▶ WHAT IS REQUIRED:
Please give the number of lines in the records below where the word "when" occurs, and nothing else.

▶ EXTRACTED INFORMATION:
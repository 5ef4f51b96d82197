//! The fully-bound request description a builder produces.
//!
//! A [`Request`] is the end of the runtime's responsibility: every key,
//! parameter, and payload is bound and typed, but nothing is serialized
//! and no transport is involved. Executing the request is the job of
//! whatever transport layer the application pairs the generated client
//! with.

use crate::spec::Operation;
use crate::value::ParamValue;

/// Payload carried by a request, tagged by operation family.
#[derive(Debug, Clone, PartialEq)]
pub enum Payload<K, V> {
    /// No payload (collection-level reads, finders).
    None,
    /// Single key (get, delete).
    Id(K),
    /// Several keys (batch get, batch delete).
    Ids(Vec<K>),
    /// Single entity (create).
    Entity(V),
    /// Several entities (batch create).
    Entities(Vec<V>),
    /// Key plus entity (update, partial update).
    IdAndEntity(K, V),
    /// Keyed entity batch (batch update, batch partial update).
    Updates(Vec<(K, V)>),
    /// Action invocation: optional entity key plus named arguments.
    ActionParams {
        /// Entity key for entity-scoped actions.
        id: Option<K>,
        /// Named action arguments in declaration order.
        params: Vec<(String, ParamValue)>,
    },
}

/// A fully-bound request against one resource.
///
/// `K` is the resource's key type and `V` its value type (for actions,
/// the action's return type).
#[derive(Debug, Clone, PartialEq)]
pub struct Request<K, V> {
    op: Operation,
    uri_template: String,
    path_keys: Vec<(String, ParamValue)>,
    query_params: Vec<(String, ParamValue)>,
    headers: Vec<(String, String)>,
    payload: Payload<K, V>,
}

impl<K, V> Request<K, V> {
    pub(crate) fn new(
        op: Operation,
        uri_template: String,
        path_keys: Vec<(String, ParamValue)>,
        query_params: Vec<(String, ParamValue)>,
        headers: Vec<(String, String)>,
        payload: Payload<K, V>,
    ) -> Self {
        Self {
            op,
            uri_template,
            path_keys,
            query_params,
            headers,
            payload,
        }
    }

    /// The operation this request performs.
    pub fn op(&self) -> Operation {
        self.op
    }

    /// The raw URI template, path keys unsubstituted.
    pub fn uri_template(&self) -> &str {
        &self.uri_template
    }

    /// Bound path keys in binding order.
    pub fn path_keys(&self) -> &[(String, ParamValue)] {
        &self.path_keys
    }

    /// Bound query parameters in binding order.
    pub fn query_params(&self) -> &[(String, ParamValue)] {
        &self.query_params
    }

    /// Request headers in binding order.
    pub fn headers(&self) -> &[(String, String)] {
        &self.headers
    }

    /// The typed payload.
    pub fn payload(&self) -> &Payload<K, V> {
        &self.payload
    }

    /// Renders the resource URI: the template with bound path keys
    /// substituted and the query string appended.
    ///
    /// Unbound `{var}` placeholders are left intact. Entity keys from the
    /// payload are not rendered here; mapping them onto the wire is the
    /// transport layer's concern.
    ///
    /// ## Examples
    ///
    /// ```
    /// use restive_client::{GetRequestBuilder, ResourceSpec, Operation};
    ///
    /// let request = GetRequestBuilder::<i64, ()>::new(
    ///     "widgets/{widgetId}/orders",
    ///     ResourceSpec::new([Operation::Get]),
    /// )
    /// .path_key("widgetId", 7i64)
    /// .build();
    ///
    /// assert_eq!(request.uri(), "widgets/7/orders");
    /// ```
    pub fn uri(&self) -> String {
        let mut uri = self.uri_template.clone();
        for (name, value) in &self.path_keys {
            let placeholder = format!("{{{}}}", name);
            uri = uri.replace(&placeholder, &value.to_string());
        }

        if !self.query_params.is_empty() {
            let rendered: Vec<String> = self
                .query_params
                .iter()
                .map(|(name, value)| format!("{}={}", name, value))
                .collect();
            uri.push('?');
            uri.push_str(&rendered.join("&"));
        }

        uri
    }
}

==

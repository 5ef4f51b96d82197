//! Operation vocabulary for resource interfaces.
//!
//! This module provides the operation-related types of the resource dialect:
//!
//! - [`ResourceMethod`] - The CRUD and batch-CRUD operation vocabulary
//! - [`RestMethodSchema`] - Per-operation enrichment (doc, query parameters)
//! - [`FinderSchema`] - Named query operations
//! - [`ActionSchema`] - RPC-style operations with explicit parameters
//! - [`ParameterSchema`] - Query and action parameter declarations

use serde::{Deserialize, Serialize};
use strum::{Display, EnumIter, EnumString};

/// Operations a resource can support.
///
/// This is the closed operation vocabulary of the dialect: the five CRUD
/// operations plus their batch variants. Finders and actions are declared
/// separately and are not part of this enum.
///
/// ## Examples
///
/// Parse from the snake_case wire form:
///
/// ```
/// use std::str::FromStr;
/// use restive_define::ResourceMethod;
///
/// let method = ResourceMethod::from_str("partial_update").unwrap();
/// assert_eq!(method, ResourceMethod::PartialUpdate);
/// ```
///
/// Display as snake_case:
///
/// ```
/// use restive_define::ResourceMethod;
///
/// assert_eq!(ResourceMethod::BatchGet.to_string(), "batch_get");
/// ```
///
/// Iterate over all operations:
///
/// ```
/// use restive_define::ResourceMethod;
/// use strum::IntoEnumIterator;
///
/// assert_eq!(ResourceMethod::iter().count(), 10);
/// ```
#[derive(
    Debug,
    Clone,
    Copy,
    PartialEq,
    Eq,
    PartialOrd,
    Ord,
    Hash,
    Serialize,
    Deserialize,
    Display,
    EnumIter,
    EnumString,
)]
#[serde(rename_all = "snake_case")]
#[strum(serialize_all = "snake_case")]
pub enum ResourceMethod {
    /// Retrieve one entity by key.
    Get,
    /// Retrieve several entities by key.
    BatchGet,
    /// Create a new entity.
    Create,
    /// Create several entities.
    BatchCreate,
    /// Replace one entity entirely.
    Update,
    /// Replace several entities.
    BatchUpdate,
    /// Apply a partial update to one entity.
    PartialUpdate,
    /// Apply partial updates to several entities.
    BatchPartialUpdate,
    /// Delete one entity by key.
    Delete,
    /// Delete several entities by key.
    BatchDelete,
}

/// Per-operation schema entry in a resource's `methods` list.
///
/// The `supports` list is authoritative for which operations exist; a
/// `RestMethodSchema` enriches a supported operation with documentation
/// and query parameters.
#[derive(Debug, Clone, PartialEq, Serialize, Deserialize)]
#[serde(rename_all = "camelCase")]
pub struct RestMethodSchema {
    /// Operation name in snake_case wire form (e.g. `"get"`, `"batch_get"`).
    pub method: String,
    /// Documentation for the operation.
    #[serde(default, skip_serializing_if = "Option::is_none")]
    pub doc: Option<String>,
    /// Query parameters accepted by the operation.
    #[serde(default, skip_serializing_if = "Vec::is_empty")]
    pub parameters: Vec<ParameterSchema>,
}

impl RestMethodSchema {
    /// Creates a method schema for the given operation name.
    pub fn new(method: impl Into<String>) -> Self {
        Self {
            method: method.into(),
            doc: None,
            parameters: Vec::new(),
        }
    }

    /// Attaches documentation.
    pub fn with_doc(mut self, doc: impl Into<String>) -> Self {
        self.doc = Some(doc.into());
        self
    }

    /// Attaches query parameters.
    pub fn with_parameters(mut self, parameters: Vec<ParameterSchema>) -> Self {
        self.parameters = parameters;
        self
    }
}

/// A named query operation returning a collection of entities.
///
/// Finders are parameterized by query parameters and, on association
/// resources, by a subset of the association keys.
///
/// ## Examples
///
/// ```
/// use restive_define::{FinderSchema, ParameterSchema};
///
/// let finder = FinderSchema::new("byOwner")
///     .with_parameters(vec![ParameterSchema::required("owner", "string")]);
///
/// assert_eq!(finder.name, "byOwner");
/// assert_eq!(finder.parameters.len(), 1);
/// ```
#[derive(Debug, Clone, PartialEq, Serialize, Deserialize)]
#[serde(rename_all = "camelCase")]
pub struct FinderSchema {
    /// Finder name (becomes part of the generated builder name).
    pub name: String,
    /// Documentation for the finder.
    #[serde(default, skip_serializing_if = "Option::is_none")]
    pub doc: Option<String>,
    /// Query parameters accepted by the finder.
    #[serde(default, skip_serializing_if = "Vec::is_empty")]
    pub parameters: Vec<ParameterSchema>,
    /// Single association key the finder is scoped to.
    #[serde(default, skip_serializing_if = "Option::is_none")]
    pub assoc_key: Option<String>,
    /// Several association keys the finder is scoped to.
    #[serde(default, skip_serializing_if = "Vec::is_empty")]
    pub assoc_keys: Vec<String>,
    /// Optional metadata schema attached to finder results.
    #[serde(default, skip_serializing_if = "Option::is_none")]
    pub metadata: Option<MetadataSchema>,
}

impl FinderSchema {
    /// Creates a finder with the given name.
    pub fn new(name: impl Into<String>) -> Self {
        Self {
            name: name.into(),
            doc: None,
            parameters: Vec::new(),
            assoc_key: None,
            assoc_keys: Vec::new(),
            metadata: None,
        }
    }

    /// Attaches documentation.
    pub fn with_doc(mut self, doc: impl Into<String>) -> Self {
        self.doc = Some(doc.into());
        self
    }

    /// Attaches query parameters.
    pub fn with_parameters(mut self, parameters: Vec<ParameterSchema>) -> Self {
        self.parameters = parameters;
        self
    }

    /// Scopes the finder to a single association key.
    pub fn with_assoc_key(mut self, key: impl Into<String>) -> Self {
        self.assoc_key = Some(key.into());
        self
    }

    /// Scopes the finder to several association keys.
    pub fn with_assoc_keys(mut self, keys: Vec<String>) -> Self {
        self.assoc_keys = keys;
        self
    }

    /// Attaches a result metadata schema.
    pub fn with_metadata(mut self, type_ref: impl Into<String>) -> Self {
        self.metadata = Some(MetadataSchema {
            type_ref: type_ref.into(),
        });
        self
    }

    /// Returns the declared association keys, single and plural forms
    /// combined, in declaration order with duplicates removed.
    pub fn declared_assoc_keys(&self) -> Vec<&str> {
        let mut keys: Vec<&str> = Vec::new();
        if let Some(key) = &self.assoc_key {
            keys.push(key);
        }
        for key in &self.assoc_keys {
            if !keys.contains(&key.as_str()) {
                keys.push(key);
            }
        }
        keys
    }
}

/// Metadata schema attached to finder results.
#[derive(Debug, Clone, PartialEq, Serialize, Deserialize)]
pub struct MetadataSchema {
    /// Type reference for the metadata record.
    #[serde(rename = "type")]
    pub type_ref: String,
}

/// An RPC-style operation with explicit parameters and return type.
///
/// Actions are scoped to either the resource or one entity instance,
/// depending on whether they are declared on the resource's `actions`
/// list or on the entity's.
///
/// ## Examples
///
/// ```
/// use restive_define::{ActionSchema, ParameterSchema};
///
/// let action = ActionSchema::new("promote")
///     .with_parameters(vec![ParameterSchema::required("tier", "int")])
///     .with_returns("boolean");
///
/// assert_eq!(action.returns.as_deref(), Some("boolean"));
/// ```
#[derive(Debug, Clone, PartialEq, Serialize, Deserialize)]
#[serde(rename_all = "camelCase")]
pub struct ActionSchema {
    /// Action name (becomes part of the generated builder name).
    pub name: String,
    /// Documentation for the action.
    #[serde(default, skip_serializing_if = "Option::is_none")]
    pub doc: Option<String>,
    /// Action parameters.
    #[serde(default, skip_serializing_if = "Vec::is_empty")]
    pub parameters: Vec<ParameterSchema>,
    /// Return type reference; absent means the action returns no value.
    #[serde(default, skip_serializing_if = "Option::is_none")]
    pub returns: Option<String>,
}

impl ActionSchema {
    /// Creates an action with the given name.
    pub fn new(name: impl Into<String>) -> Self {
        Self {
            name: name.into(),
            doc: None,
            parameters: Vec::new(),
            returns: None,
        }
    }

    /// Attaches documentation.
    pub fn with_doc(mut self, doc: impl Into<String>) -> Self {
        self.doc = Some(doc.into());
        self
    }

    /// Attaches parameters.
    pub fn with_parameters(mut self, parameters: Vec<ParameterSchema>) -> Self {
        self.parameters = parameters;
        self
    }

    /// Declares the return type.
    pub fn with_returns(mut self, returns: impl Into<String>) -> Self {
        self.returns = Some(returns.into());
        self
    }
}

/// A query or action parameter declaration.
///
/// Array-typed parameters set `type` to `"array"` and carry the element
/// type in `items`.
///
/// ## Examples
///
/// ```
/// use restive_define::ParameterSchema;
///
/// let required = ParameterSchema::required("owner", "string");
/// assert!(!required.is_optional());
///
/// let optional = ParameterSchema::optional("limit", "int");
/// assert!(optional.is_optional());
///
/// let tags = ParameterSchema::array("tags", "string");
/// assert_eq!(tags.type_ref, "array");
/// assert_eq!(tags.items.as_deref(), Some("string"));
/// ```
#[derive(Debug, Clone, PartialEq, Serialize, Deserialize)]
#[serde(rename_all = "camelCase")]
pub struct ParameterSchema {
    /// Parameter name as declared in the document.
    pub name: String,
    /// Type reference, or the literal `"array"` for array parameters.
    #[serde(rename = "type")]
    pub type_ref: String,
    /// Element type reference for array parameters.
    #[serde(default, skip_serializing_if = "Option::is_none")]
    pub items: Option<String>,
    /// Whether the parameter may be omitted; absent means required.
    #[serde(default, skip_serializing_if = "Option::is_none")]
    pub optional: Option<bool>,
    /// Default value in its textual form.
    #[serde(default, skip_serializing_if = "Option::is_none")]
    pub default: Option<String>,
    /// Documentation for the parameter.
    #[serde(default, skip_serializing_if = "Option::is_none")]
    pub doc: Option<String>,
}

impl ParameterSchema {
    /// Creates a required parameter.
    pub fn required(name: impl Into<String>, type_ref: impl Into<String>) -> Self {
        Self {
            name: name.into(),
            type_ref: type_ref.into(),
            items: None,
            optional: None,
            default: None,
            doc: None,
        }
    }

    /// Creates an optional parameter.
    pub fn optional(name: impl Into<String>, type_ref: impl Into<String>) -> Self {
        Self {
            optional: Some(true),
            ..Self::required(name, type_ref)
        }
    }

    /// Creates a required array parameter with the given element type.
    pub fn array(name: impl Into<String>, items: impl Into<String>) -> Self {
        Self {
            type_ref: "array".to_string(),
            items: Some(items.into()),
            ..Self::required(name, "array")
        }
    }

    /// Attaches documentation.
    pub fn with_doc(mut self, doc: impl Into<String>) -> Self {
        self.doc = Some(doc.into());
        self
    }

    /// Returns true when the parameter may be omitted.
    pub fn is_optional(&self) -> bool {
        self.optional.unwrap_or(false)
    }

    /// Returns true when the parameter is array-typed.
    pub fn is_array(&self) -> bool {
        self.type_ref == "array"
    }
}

---

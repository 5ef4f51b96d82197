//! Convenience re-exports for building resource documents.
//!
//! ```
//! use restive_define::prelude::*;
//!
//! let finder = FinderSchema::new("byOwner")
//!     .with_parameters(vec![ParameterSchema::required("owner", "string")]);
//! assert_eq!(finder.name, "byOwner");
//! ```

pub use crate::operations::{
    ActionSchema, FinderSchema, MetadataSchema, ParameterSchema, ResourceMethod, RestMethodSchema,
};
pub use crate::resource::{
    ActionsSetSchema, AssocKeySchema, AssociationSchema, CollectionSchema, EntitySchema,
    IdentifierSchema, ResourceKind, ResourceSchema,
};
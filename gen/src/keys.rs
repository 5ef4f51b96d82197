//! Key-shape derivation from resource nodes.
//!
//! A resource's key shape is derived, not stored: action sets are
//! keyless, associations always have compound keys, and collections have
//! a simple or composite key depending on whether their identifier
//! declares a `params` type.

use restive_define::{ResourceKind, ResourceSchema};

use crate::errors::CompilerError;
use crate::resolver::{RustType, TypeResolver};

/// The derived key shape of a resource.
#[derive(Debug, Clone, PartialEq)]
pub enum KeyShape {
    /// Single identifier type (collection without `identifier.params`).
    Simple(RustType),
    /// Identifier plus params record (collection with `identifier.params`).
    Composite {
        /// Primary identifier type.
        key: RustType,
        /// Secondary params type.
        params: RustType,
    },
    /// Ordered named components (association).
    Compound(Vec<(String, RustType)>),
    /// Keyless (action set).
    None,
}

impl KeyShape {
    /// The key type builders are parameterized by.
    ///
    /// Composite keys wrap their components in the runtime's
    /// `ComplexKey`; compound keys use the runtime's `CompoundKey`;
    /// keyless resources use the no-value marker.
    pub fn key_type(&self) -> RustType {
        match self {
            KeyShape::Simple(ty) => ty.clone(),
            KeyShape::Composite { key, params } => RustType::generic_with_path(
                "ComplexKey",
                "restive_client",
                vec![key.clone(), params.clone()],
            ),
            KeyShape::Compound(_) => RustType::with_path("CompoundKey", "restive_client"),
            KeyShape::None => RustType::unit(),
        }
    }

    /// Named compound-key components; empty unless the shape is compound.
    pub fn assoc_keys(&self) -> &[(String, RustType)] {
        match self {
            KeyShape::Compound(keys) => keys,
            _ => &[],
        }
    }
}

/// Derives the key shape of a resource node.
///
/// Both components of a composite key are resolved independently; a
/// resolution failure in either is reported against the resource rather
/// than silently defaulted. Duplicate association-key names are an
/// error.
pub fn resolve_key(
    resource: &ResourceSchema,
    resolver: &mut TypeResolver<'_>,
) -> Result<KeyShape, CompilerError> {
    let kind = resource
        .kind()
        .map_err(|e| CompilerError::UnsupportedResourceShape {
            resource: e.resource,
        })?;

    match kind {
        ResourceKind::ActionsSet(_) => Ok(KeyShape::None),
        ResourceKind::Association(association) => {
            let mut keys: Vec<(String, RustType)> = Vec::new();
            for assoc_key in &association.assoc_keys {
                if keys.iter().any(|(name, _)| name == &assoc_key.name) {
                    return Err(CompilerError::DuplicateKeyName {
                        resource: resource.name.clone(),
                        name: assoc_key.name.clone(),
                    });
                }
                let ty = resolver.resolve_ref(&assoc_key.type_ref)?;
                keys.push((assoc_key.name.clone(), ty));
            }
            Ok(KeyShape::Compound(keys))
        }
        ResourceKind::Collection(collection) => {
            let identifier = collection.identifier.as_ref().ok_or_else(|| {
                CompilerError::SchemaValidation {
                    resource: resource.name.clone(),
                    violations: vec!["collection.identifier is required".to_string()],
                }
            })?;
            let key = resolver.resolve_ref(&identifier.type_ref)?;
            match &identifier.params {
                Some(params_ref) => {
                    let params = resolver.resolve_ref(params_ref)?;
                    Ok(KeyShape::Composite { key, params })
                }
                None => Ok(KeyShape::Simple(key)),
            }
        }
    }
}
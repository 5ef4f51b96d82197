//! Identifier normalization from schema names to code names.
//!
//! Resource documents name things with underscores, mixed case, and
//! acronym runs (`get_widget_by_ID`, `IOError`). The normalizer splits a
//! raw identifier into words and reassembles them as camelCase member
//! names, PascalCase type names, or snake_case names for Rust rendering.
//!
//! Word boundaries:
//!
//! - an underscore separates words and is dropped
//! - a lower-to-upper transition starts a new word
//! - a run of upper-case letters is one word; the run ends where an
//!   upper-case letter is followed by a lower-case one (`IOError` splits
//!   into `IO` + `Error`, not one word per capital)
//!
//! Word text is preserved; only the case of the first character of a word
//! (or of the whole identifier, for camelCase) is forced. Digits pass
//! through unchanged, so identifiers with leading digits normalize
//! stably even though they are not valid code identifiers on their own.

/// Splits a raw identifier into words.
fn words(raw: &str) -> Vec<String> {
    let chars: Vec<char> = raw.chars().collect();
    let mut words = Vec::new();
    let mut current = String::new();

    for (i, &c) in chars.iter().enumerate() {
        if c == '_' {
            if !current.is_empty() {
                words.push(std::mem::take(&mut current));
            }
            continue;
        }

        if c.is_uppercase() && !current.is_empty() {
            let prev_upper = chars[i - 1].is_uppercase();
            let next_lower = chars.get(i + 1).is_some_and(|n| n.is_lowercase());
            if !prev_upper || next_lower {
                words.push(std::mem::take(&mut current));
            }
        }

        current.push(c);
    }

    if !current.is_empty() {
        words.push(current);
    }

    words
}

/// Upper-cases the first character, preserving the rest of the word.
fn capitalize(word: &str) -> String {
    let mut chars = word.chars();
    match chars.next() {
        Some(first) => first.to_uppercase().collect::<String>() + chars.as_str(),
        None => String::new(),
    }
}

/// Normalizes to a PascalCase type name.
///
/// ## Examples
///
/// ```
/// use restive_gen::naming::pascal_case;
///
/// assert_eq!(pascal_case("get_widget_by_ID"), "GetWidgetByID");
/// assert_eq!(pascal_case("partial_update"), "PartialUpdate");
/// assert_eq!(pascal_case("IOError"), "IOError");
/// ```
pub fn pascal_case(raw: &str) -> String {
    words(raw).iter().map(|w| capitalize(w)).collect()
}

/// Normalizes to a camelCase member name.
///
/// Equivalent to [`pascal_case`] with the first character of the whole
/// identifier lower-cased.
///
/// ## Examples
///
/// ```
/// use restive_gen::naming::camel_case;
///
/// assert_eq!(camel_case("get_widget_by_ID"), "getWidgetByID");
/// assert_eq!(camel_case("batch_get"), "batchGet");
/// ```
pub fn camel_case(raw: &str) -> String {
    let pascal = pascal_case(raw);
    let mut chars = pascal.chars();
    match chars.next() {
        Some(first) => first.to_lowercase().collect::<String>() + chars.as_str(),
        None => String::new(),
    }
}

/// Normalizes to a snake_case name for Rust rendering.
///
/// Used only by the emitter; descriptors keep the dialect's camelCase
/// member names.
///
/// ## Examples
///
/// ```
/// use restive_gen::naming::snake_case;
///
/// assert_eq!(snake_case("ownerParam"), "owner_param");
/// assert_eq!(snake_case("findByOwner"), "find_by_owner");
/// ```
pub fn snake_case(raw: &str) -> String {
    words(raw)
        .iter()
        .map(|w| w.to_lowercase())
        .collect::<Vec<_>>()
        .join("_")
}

▶ RESPONSE FOR THIS EXERCISE:
2